[Stored items]
[Start of Attachment]

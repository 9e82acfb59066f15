//! Identifier generation entry point.

use super::{Id, IdContext};
use crate::core::config::AgentConfig;
use crate::core::{Result, TraceStackError};
use std::cell::RefCell;
use std::sync::atomic::{AtomicU64, Ordering};
use std::sync::Arc;
use std::time::{SystemTime, UNIX_EPOCH};

const UNREGISTERED: u64 = u64::MAX;

static NEXT_SEQUENCER_ID: AtomicU64 = AtomicU64::new(1);

thread_local! {
    /// Sequence state for each thread, created on the thread's first id
    static CURRENT_CONTEXT: RefCell<Option<IdContext>> = const { RefCell::new(None) };
}

/// Source of wall-clock milliseconds.
pub trait Clock: Send + Sync {
    /// Milliseconds since the Unix epoch.
    fn now_millis(&self) -> i64;
}

/// [`Clock`] reading the system wall clock.
#[derive(Debug, Clone, Copy, Default)]
pub struct SystemClock;

impl Clock for SystemClock {
    fn now_millis(&self) -> i64 {
        match SystemTime::now().duration_since(UNIX_EPOCH) {
            Ok(elapsed) => i64::try_from(elapsed.as_millis()).unwrap_or(i64::MAX),
            Err(before) => -i64::try_from(before.duration().as_millis()).unwrap_or(i64::MAX),
        }
    }
}

impl<C: Clock + ?Sized> Clock for Arc<C> {
    fn now_millis(&self) -> i64 {
        (**self).now_millis()
    }
}

/// Holds the application instance id assigned to this process by the collector.
///
/// Clones share the same slot.
#[derive(Debug, Clone)]
pub struct InstanceRegistry {
    instance_id: Arc<AtomicU64>,
}

impl InstanceRegistry {
    /// Creates a registry with no instance id yet.
    pub fn new() -> Self {
        Self {
            instance_id: Arc::new(AtomicU64::new(UNREGISTERED)),
        }
    }

    /// Creates a registry already holding `instance_id`.
    pub fn registered(instance_id: u32) -> Self {
        let registry = Self::new();
        registry.register(instance_id);
        registry
    }

    /// Creates a registry holding the configured instance id, if any.
    pub fn from_config(config: &AgentConfig) -> Self {
        match config.instance_id {
            Some(id) => Self::registered(id),
            None => Self::new(),
        }
    }

    /// Records the instance id returned by registration.
    pub fn register(&self, instance_id: u32) {
        self.instance_id
            .store(u64::from(instance_id), Ordering::Release);
        tracing::info!(instance_id, "application instance registered");
    }

    /// Forgets the instance id, e.g. after the collector lost its registry.
    pub fn reset(&self) {
        self.instance_id.store(UNREGISTERED, Ordering::Release);
    }

    /// The registered instance id, if any.
    pub fn instance_id(&self) -> Option<u32> {
        match self.instance_id.load(Ordering::Acquire) {
            UNREGISTERED => None,
            id => u32::try_from(id).ok(),
        }
    }
}

impl Default for InstanceRegistry {
    fn default() -> Self {
        Self::new()
    }
}

/// Generates [`Id`]s for the current process.
#[derive(Debug, Clone)]
pub struct GlobalIdGenerator<C: Clock = SystemClock> {
    registry: InstanceRegistry,
    clock: C,
}

impl GlobalIdGenerator<SystemClock> {
    /// Creates a generator reading the system clock.
    pub fn new(registry: InstanceRegistry) -> Self {
        Self::with_clock(registry, SystemClock)
    }
}

impl<C: Clock> GlobalIdGenerator<C> {
    /// Creates a generator reading `clock`.
    pub fn with_clock(registry: InstanceRegistry, clock: C) -> Self {
        Self { registry, clock }
    }

    /// The registry this generator takes its owner id from.
    pub fn registry(&self) -> &InstanceRegistry {
        &self.registry
    }

    /// Generates a new id owned by the registered instance.
    ///
    /// Fails with [`TraceStackError::NotReady`] until an instance id is
    /// registered.
    pub fn generate(&self) -> Result<Id> {
        let owner_id = self.registry.instance_id().ok_or(TraceStackError::NotReady)?;
        let now = self.clock.now_millis();

        let (sequencer_id, unique_seq) = CURRENT_CONTEXT.with(|cell| {
            let mut slot = cell.borrow_mut();
            let context = slot.get_or_insert_with(|| {
                IdContext::new(NEXT_SEQUENCER_ID.fetch_add(1, Ordering::Relaxed), now)
            });
            (context.sequencer_id(), context.next_seq(now))
        });

        Ok(Id {
            owner_id,
            sequencer_id,
            unique_seq,
        })
    }
}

[End of Attachment]

YOUR OBJECTIVE: Some lines of the records above contain the word "AgentConfig". How many are there? Reply with the number alone.

TASK RESULT: 2